Skip alcohol for at least 24 hours beforehand and avoid caffeine-heavy drinks the morning of your appointment. Get six to eight hours of sleep the night before, wear a shirt with sleeves you can easily push above your elbow, and bring a snack for afterward to help your energy recover.

Health Risks of Frequent Donation

Most side effects are mild and short-lived: lightheadedness, bruising at the needle site, dehydration, and occasional tingling from the anticoagulant used during the process. These resolve quickly for the vast majority of donors.

Donating at high frequency over months or years, however, does carry measurable effects. Studies show that people who donate plasma twice a week develop significantly lower levels of total serum protein, albumin, and immunoglobulins (the antibodies your immune system uses to fight infection). One study found a 16% exclusion rate among frequent donors due to protein or immunoglobulin levels dropping below safe thresholds. Research on high-frequency donors has also found elevated markers of inflammation in their blood, suggesting the body may struggle to fully replenish between sessions.

The practical concern is that reduced immunoglobulin levels could make you more susceptible to infections. Subclasses of IgG, a key immune protein, were severely decreased in paid high-frequency donors compared to both non-donors and people who donated less often.
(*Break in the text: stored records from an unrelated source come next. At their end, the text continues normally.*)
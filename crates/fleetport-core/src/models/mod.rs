pub mod job;
pub mod outcome;
pub mod vehicle;

pub use job::{
    ExportPayload, ImportPayload, Job, JobDispatchError, JobEnvelope, JobHandle, JobKind,
    JobPayload, JobStatus,
};
pub use outcome::{ExportOutcome, ImportOutcome};
pub use vehicle::{age_cutoff, calendar_age, NewVehicle, Page, Vehicle, VehicleUpdate};
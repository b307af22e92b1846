use chrono::{DateTime, Utc};
use serde::{Deserialize, Serialize};
use std::fmt::{Display, Formatter, Result as FmtResult};
use std::str::FromStr;
use utoipa::ToSchema;
use uuid::Uuid;

#[derive(Debug, Clone, Copy, Serialize, Deserialize, PartialEq, Eq, Hash, ToSchema)]
#[serde(rename_all = "snake_case")]
pub enum JobKind {
    ImportVehicles,
    ExportVehicles,
}

impl Display for JobKind {
    fn fmt(&self, f: &mut Formatter<'_>) -> FmtResult {
        match self {
            JobKind::ImportVehicles => write!(f, "import_vehicles"),
            JobKind::ExportVehicles => write!(f, "export_vehicles"),
        }
    }
}

impl FromStr for JobKind {
    type Err = JobDispatchError;

    fn from_str(s: &str) -> Result<Self, Self::Err> {
        match s {
            "import_vehicles" => Ok(JobKind::ImportVehicles),
            "export_vehicles" => Ok(JobKind::ExportVehicles),
            other => Err(JobDispatchError::UnknownKind(other.to_string())),
        }
    }
}

#[derive(Debug, Clone, Copy, Serialize, Deserialize, PartialEq, Eq, ToSchema)]
#[serde(rename_all = "snake_case")]
pub enum JobStatus {
    Pending,
    Running,
    Completed,
    Failed,
    /// Never deliverable (unknown kind); not retried.
    Dropped,
}

impl Display for JobStatus {
    fn fmt(&self, f: &mut Formatter<'_>) -> FmtResult {
        match self {
            JobStatus::Pending => write!(f, "pending"),
            JobStatus::Running => write!(f, "running"),
            JobStatus::Completed => write!(f, "completed"),
            JobStatus::Failed => write!(f, "failed"),
            JobStatus::Dropped => write!(f, "dropped"),
        }
    }
}

impl FromStr for JobStatus {
    type Err = anyhow::Error;

    fn from_str(s: &str) -> Result<Self, Self::Err> {
        match s {
            "pending" => Ok(JobStatus::Pending),
            "running" => Ok(JobStatus::Running),
            "completed" => Ok(JobStatus::Completed),
            "failed" => Ok(JobStatus::Failed),
            "dropped" => Ok(JobStatus::Dropped),
            _ => Err(anyhow::anyhow!("Invalid job status: {}", s)),
        }
    }
}

impl JobStatus {
    pub fn is_terminal(&self) -> bool {
        matches!(
            self,
            JobStatus::Completed | JobStatus::Failed | JobStatus::Dropped
        )
    }
}

/// A job as the transport stores it. `kind` stays a raw string because a
/// shared transport may carry kinds this build does not know about.
#[derive(Debug, Clone, Serialize, Deserialize, ToSchema)]
pub struct JobEnvelope {
    pub id: Uuid,
    pub kind: String,
    pub status: JobStatus,
    pub payload: serde_json::Value,
    pub result: Option<serde_json::Value>,
    pub attempts: i32,
    pub max_attempts: i32,
    pub scheduled_at: DateTime<Utc>,
    pub started_at: Option<DateTime<Utc>>,
    pub completed_at: Option<DateTime<Utc>>,
    pub created_at: DateTime<Utc>,
    pub updated_at: DateTime<Utc>,
}

#[cfg(feature = "sqlx")]
impl sqlx::FromRow<'_, sqlx::postgres::PgRow> for JobEnvelope {
    fn from_row(row: &sqlx::postgres::PgRow) -> Result<Self, sqlx::Error> {
        use sqlx::Row;
        Ok(JobEnvelope {
            id: row.try_get("id")?,
            kind: row.try_get("kind")?,
            status: row.try_get::<String, _>("status")?.parse().map_err(|e| {
                sqlx::Error::Decode(format!("Failed to parse job status: {}", e).into())
            })?,
            payload: row.try_get("payload")?,
            result: row.try_get("result")?,
            attempts: row.try_get("attempts")?,
            max_attempts: row.try_get("max_attempts")?,
            scheduled_at: row.try_get("scheduled_at")?,
            started_at: row.try_get("started_at")?,
            completed_at: row.try_get("completed_at")?,
            created_at: row.try_get("created_at")?,
            updated_at: row.try_get("updated_at")?,
        })
    }
}

impl JobEnvelope {
    /// `attempts` counts deliveries so far, including the current one.
    pub fn can_retry(&self) -> bool {
        self.attempts < self.max_attempts
    }

    pub fn decode(&self) -> Result<Job, JobDispatchError> {
        Job::decode(&self.kind, &self.payload)
    }
}

/// Returned to producers once a job is accepted by the transport.
#[derive(Debug, Clone, Copy, PartialEq, Eq, Serialize, Deserialize, ToSchema)]
pub struct JobHandle {
    pub id: Uuid,
    pub kind: JobKind,
}

/// Type-safe job payloads.
pub trait JobPayload: Serialize + for<'de> Deserialize<'de> {
    fn kind() -> JobKind;

    fn notify_email(&self) -> &str;
}

#[derive(Debug, Clone, PartialEq, Eq, Serialize, Deserialize, ToSchema)]
pub struct ImportPayload {
    pub file_path: String,
    pub email: String,
}

impl JobPayload for ImportPayload {
    fn kind() -> JobKind {
        JobKind::ImportVehicles
    }

    fn notify_email(&self) -> &str {
        &self.email
    }
}

#[derive(Debug, Clone, PartialEq, Eq, Serialize, Deserialize, ToSchema)]
pub struct ExportPayload {
    pub min_age: u32,
    pub email: String,
}

impl JobPayload for ExportPayload {
    fn kind() -> JobKind {
        JobKind::ExportVehicles
    }

    fn notify_email(&self) -> &str {
        &self.email
    }
}

/// A decoded job, ready for dispatch.
#[derive(Debug, Clone, PartialEq, Eq)]
pub enum Job {
    Import(ImportPayload),
    Export(ExportPayload),
}

impl Job {
    pub fn kind(&self) -> JobKind {
        match self {
            Job::Import(_) => JobKind::ImportVehicles,
            Job::Export(_) => JobKind::ExportVehicles,
        }
    }

    /// Decode a raw transport entry. Unknown kinds, undecodable payloads and
    /// payloads without a notification email are all rejected.
    pub fn decode(kind: &str, payload: &serde_json::Value) -> Result<Job, JobDispatchError> {
        let job = match kind.parse::<JobKind>()? {
            JobKind::ImportVehicles => Job::Import(decode_payload(kind, payload)?),
            JobKind::ExportVehicles => Job::Export(decode_payload(kind, payload)?),
        };
        job.validate()?;
        Ok(job)
    }

    pub fn validate(&self) -> Result<(), JobDispatchError> {
        let email = match self {
            Job::Import(p) => p.notify_email(),
            Job::Export(p) => p.notify_email(),
        };
        if email.trim().is_empty() {
            return Err(JobDispatchError::MissingEmail(self.kind().to_string()));
        }
        Ok(())
    }
}

fn decode_payload<P: JobPayload>(
    kind: &str,
    payload: &serde_json::Value,
) -> Result<P, JobDispatchError> {
    serde_json::from_value(payload.clone()).map_err(|source| JobDispatchError::InvalidPayload {
        kind: kind.to_string(),
        source,
    })
}

#[derive(Debug, thiserror::Error)]
pub enum JobDispatchError {
    #[error("Unknown job kind: {0}")]
    UnknownKind(String),

    #[error("Invalid payload for job kind {kind}: {source}")]
    InvalidPayload {
        kind: String,
        #[source]
        source: serde_json::Error,
    },

    #[error("Job of kind {0} has no notification email")]
    MissingEmail(String),
}

impl JobDispatchError {
    /// Unknown kinds may belong to another consumer of a shared transport;
    /// they are dropped rather than failed.
    pub fn is_unknown_kind(&self) -> bool {
        matches!(self, JobDispatchError::UnknownKind(_))
    }
}
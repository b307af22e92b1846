//! Job transports: where enqueued jobs live until a worker claims them.

use anyhow::{anyhow, Result};
use async_trait::async_trait;
use chrono::{DateTime, Utc};
use serde_json::Value;
use std::collections::HashMap;
use std::sync::Mutex;
use uuid::Uuid;

use fleetport_core::models::{JobEnvelope, JobStatus};
use fleetport_db::JobRepository;

/// How long the in-memory transport keeps completed, failed and dropped jobs.
pub const FINISHED_JOB_TTL_SECS: i64 = 3600;

/// Durable (or process-local) storage for jobs.
///
/// `claim_next` must hand each due pending job to exactly one caller and
/// count the delivery in `attempts`.
#[async_trait]
pub trait JobTransport: Send + Sync {
    async fn push(&self, kind: &str, payload: Value, max_attempts: i32) -> Result<JobEnvelope>;

    async fn claim_next(&self) -> Result<Option<JobEnvelope>>;

    async fn complete(&self, id: Uuid, result: Value) -> Result<()>;

    async fn fail(&self, id: Uuid, error: Value) -> Result<()>;

    async fn drop_job(&self, id: Uuid, reason: Value) -> Result<()>;

    async fn retry_at(&self, id: Uuid, run_at: DateTime<Utc>, error: Value) -> Result<()>;

    async fn get(&self, id: Uuid) -> Result<Option<JobEnvelope>>;

    /// Releases jobs that have been `running` since before `claimed_before`:
    /// back to `pending` while deliveries remain, otherwise `failed`.
    async fn reap_stale(&self, claimed_before: DateTime<Utc>) -> Result<u64>;
}

/// Postgres transport backed by the `jobs` table.
#[derive(Clone)]
pub struct PgJobTransport {
    repository: JobRepository,
}

impl PgJobTransport {
    pub fn new(repository: JobRepository) -> Self {
        Self { repository }
    }
}

#[async_trait]
impl JobTransport for PgJobTransport {
    async fn push(&self, kind: &str, payload: Value, max_attempts: i32) -> Result<JobEnvelope> {
        self.repository
            .create_job(kind, payload, max_attempts)
            .await
    }

    async fn claim_next(&self) -> Result<Option<JobEnvelope>> {
        self.repository.claim_next_job().await
    }

    async fn complete(&self, id: Uuid, result: Value) -> Result<()> {
        self.repository.mark_completed(id, result).await
    }

    async fn fail(&self, id: Uuid, error: Value) -> Result<()> {
        self.repository.mark_failed(id, error).await
    }

    async fn drop_job(&self, id: Uuid, reason: Value) -> Result<()> {
        self.repository.mark_dropped(id, reason).await
    }

    async fn retry_at(&self, id: Uuid, run_at: DateTime<Utc>, error: Value) -> Result<()> {
        self.repository.reschedule(id, run_at, error).await
    }

    async fn get(&self, id: Uuid) -> Result<Option<JobEnvelope>> {
        self.repository.get_job(id).await
    }

    async fn reap_stale(&self, claimed_before: DateTime<Utc>) -> Result<u64> {
        self.repository.reap_stale_running_jobs(claimed_before).await
    }
}

/// In-process transport used when no database is configured, and in tests.
/// Jobs are lost on restart. Finished jobs stay readable for
/// [`FINISHED_JOB_TTL_SECS`] and are pruned on the next push after that.
pub struct MemoryJobTransport {
    jobs: Mutex<HashMap<Uuid, JobEnvelope>>,
    finished_ttl: chrono::Duration,
}

impl Default for MemoryJobTransport {
    fn default() -> Self {
        Self::with_finished_ttl(chrono::Duration::seconds(FINISHED_JOB_TTL_SECS))
    }
}

impl MemoryJobTransport {
    pub fn new() -> Self {
        Self::default()
    }

    pub fn with_finished_ttl(finished_ttl: chrono::Duration) -> Self {
        Self {
            jobs: Mutex::new(HashMap::new()),
            finished_ttl,
        }
    }

    fn lock(&self) -> std::sync::MutexGuard<'_, HashMap<Uuid, JobEnvelope>> {
        self.jobs.lock().unwrap_or_else(|poisoned| poisoned.into_inner())
    }

    fn transition<F>(&self, id: Uuid, apply: F) -> Result<()>
    where
        F: FnOnce(&mut JobEnvelope),
    {
        let mut jobs = self.lock();
        let job = jobs
            .get_mut(&id)
            .ok_or_else(|| anyhow!("Job not found: {}", id))?;
        apply(job);
        job.updated_at = Utc::now();
        Ok(())
    }

    fn finish(&self, id: Uuid, status: JobStatus, result: Value) -> Result<()> {
        self.transition(id, |job| {
            job.status = status;
            job.result = Some(result);
            job.completed_at = Some(Utc::now());
        })
    }
}

#[async_trait]
impl JobTransport for MemoryJobTransport {
    async fn push(&self, kind: &str, payload: Value, max_attempts: i32) -> Result<JobEnvelope> {
        let now = Utc::now();
        let job = JobEnvelope {
            id: Uuid::new_v4(),
            kind: kind.to_string(),
            status: JobStatus::Pending,
            payload,
            result: None,
            attempts: 0,
            max_attempts,
            scheduled_at: now,
            started_at: None,
            completed_at: None,
            created_at: now,
            updated_at: now,
        };
        let expired_before = now - self.finished_ttl;
        let mut jobs = self.lock();
        jobs.retain(|_, j| match j.completed_at {
            Some(done) if j.status.is_terminal() => done >= expired_before,
            _ => true,
        });
        jobs.insert(job.id, job.clone());
        Ok(job)
    }

    async fn claim_next(&self) -> Result<Option<JobEnvelope>> {
        let now = Utc::now();
        let mut jobs = self.lock();

        let next_id = jobs
            .values()
            .filter(|j| j.status == JobStatus::Pending && j.scheduled_at <= now)
            .min_by_key(|j| (j.scheduled_at, j.created_at))
            .map(|j| j.id);

        let Some(id) = next_id else {
            return Ok(None);
        };

        let job = jobs
            .get_mut(&id)
            .ok_or_else(|| anyhow!("Job vanished while claiming: {}", id))?;
        job.status = JobStatus::Running;
        job.attempts += 1;
        job.started_at = Some(now);
        job.updated_at = now;

        Ok(Some(job.clone()))
    }

    async fn complete(&self, id: Uuid, result: Value) -> Result<()> {
        self.finish(id, JobStatus::Completed, result)
    }

    async fn fail(&self, id: Uuid, error: Value) -> Result<()> {
        self.finish(id, JobStatus::Failed, error)
    }

    async fn drop_job(&self, id: Uuid, reason: Value) -> Result<()> {
        self.finish(id, JobStatus::Dropped, reason)
    }

    async fn retry_at(&self, id: Uuid, run_at: DateTime<Utc>, error: Value) -> Result<()> {
        self.transition(id, |job| {
            job.status = JobStatus::Pending;
            job.scheduled_at = run_at;
            job.result = Some(error);
            job.started_at = None;
        })
    }

    async fn get(&self, id: Uuid) -> Result<Option<JobEnvelope>> {
        Ok(self.lock().get(&id).cloned())
    }

    async fn reap_stale(&self, claimed_before: DateTime<Utc>) -> Result<u64> {
        let now = Utc::now();
        let mut reaped = 0;
        for job in self.lock().values_mut() {
            let stale = job.status == JobStatus::Running
                && job.started_at.is_some_and(|started| started < claimed_before);
            if !stale {
                continue;
            }
            if job.can_retry() {
                job.status = JobStatus::Pending;
                job.scheduled_at = now;
            } else {
                job.status = JobStatus::Failed;
                job.completed_at = Some(now);
            }
            job.started_at = None;
            job.result = Some(serde_json::json!({ "error": "worker stopped before the job finished" }));
            job.updated_at = now;
            reaped += 1;
        }
        Ok(reaped)
    }
}

#[cfg(test)]
mod tests {
    use super::*;
    use chrono::Duration;
    use serde_json::json;

    #[tokio::test]
    async fn claims_in_fifo_order_and_only_once() {
        let transport = MemoryJobTransport::new();
        let first = transport.push("a", json!({}), 3).await.unwrap();
        let second = transport.push("b", json!({}), 3).await.unwrap();

        let claimed = transport.claim_next().await.unwrap().unwrap();
        assert_eq!(claimed.id, first.id);
        assert_eq!(claimed.attempts, 1);
        assert_eq!(claimed.status, JobStatus::Running);

        let claimed = transport.claim_next().await.unwrap().unwrap();
        assert_eq!(claimed.id, second.id);

        assert!(transport.claim_next().await.unwrap().is_none());
    }

    #[tokio::test]
    async fn rescheduled_job_waits_until_due() {
        let transport = MemoryJobTransport::new();
        let job = transport.push("a", json!({}), 3).await.unwrap();
        transport.claim_next().await.unwrap();

        transport
            .retry_at(job.id, Utc::now() + Duration::seconds(60), json!({ "error": "boom" }))
            .await
            .unwrap();
        assert!(transport.claim_next().await.unwrap().is_none());

        transport
            .retry_at(job.id, Utc::now(), json!({ "error": "boom" }))
            .await
            .unwrap();
        let again = transport.claim_next().await.unwrap().unwrap();
        assert_eq!(again.attempts, 2);
    }

    #[tokio::test]
    async fn finished_jobs_are_not_claimed() {
        let transport = MemoryJobTransport::new();
        let job = transport.push("a", json!({}), 3).await.unwrap();
        transport.claim_next().await.unwrap();
        transport.drop_job(job.id, json!({})).await.unwrap();

        let stored = transport.get(job.id).await.unwrap().unwrap();
        assert_eq!(stored.status, JobStatus::Dropped);
        assert!(stored.completed_at.is_some());
        assert!(transport.claim_next().await.unwrap().is_none());
    }

    #[tokio::test]
    async fn stale_running_job_is_released() {
        let transport = MemoryJobTransport::new();
        let job = transport.push("a", json!({}), 3).await.unwrap();
        transport.claim_next().await.unwrap();

        assert_eq!(transport.reap_stale(Utc::now() - Duration::seconds(60)).await.unwrap(), 0);
        assert_eq!(transport.reap_stale(Utc::now() + Duration::seconds(1)).await.unwrap(), 1);

        let stored = transport.get(job.id).await.unwrap().unwrap();
        assert_eq!(stored.status, JobStatus::Pending);
        let again = transport.claim_next().await.unwrap().unwrap();
        assert_eq!(again.attempts, 2);
    }

    #[tokio::test]
    async fn stale_job_out_of_attempts_is_failed() {
        let transport = MemoryJobTransport::new();
        let job = transport.push("a", json!({}), 1).await.unwrap();
        transport.claim_next().await.unwrap();

        transport.reap_stale(Utc::now() + Duration::seconds(1)).await.unwrap();

        let stored = transport.get(job.id).await.unwrap().unwrap();
        assert_eq!(stored.status, JobStatus::Failed);
        assert!(transport.claim_next().await.unwrap().is_none());
    }

    #[tokio::test]
    async fn expired_finished_jobs_are_pruned_on_push() {
        let transport = MemoryJobTransport::with_finished_ttl(Duration::zero());
        let done = transport.push("a", json!({}), 3).await.unwrap();
        let waiting = transport.push("b", json!({}), 3).await.unwrap();
        let claimed = transport.claim_next().await.unwrap().unwrap();
        assert_eq!(claimed.id, done.id);
        transport.complete(done.id, json!({})).await.unwrap();

        tokio::time::sleep(std::time::Duration::from_millis(5)).await;
        transport.push("c", json!({}), 3).await.unwrap();

        assert!(transport.get(done.id).await.unwrap().is_none());
        assert!(transport.get(waiting.id).await.unwrap().is_some());
    }

    #[tokio::test]
    async fn unknown_job_id_is_an_error() {
        let transport = MemoryJobTransport::new();
        assert!(transport.complete(Uuid::new_v4(), json!({})).await.is_err());
    }
}
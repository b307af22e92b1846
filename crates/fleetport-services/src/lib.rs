//! Fleetport services: the import and export pipelines, the retention
//! sweeper, vehicle lookups, and the job runner that ties them to the queue.

pub mod cleanup;
pub mod error;
pub mod export;
pub mod ingest;
pub mod runner;
pub mod vehicles;

#[cfg(test)]
mod testing;

pub use cleanup::{RetentionSweeper, SweepReport};
pub use error::PipelineError;
pub use export::{ExportPipeline, EXPORT_COLUMNS};
pub use ingest::{ImportPipeline, RawRow, RowRejection};
pub use runner::JobRunner;
pub use vehicles::VehicleService;
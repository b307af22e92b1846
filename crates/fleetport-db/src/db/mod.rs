pub mod job;
pub mod memory;
pub mod vehicle;

pub use job::JobRepository;
pub use memory::MemoryVehicleStore;
pub use vehicle::{PgVehicleStore, StoreError, StoreResult, VehicleStore};
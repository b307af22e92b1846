//! Database setup and initialization

use anyhow::{Context, Result};
use fleetport_core::Config;
use sqlx::postgres::PgPoolOptions;
use sqlx::PgPool;
use std::path::Path;
use std::time::Duration;

/// Connect the pool and run pending migrations.
pub async fn setup_database(config: &Config, database_url: &str) -> Result<PgPool> {
    tracing::info!("Connecting to database...");
    let pool = PgPoolOptions::new()
        .max_connections(config.db_max_connections)
        .acquire_timeout(Duration::from_secs(config.db_timeout_seconds))
        .idle_timeout(Duration::from_secs(600))
        .max_lifetime(Duration::from_secs(1800))
        .connect(database_url)
        .await
        .context("Failed to connect to database")?;

    tracing::info!(
        max_connections = config.db_max_connections,
        "Database connected successfully"
    );

    // Workspace migrations/ relative to this crate
    let migrations_dir = Path::new(env!("CARGO_MANIFEST_DIR")).join("../../migrations");
    let migrator = sqlx::migrate::Migrator::new(migrations_dir)
        .await
        .context("Failed to load migrations")?;
    migrator
        .run(&pool)
        .await
        .context("Failed to run database migrations")?;
    tracing::info!("Database migrations applied");

    Ok(pool)
}
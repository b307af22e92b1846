use serde::{Deserialize, Serialize};
use utoipa::ToSchema;

/// Counts reported by one import run.
///
/// `skipped` is duplicates only. Rows that failed normalization land in
/// `rejected`; rows the store refused for any other reason land in `failed`.
#[derive(Debug, Clone, Copy, Default, PartialEq, Eq, Serialize, Deserialize, ToSchema)]
pub struct ImportOutcome {
    pub imported: u64,
    pub skipped: u64,
    pub rejected: u64,
    pub failed: u64,
}

impl ImportOutcome {
    pub fn total_rows(&self) -> u64 {
        self.imported + self.skipped + self.rejected + self.failed
    }

    pub fn unprocessable(&self) -> u64 {
        self.rejected + self.failed
    }
}

#[derive(Debug, Clone, Default, PartialEq, Eq, Serialize, Deserialize, ToSchema)]
pub struct ExportOutcome {
    pub exported: u64,
    /// Name of the generated file, `None` when nothing matched.
    pub file_name: Option<String>,
}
If you donate regularly, eating a protein-rich diet and staying well-hydrated helps your body recover, but it may not fully offset the depletion that comes with going twice a week for extended periods. Taking occasional breaks from donating gives your body time to restore normal protein and antibody levels.

Why You Can’t Sell Whole Blood

Whole blood donation in the U.S. is an unpaid, volunteer system. The Red Cross and community blood banks do not compensate donors, and federal policy strongly discourages paid whole blood collection because studies have historically linked paid donors with higher rates of transfusion-transmitted infections. Plasma is different: it undergoes extensive processing and pathogen-removal steps before being manufactured into therapies, which is why commercial, compensated collection is permitted and common. So if your goal is to earn money, plasma centers are your only realistic option.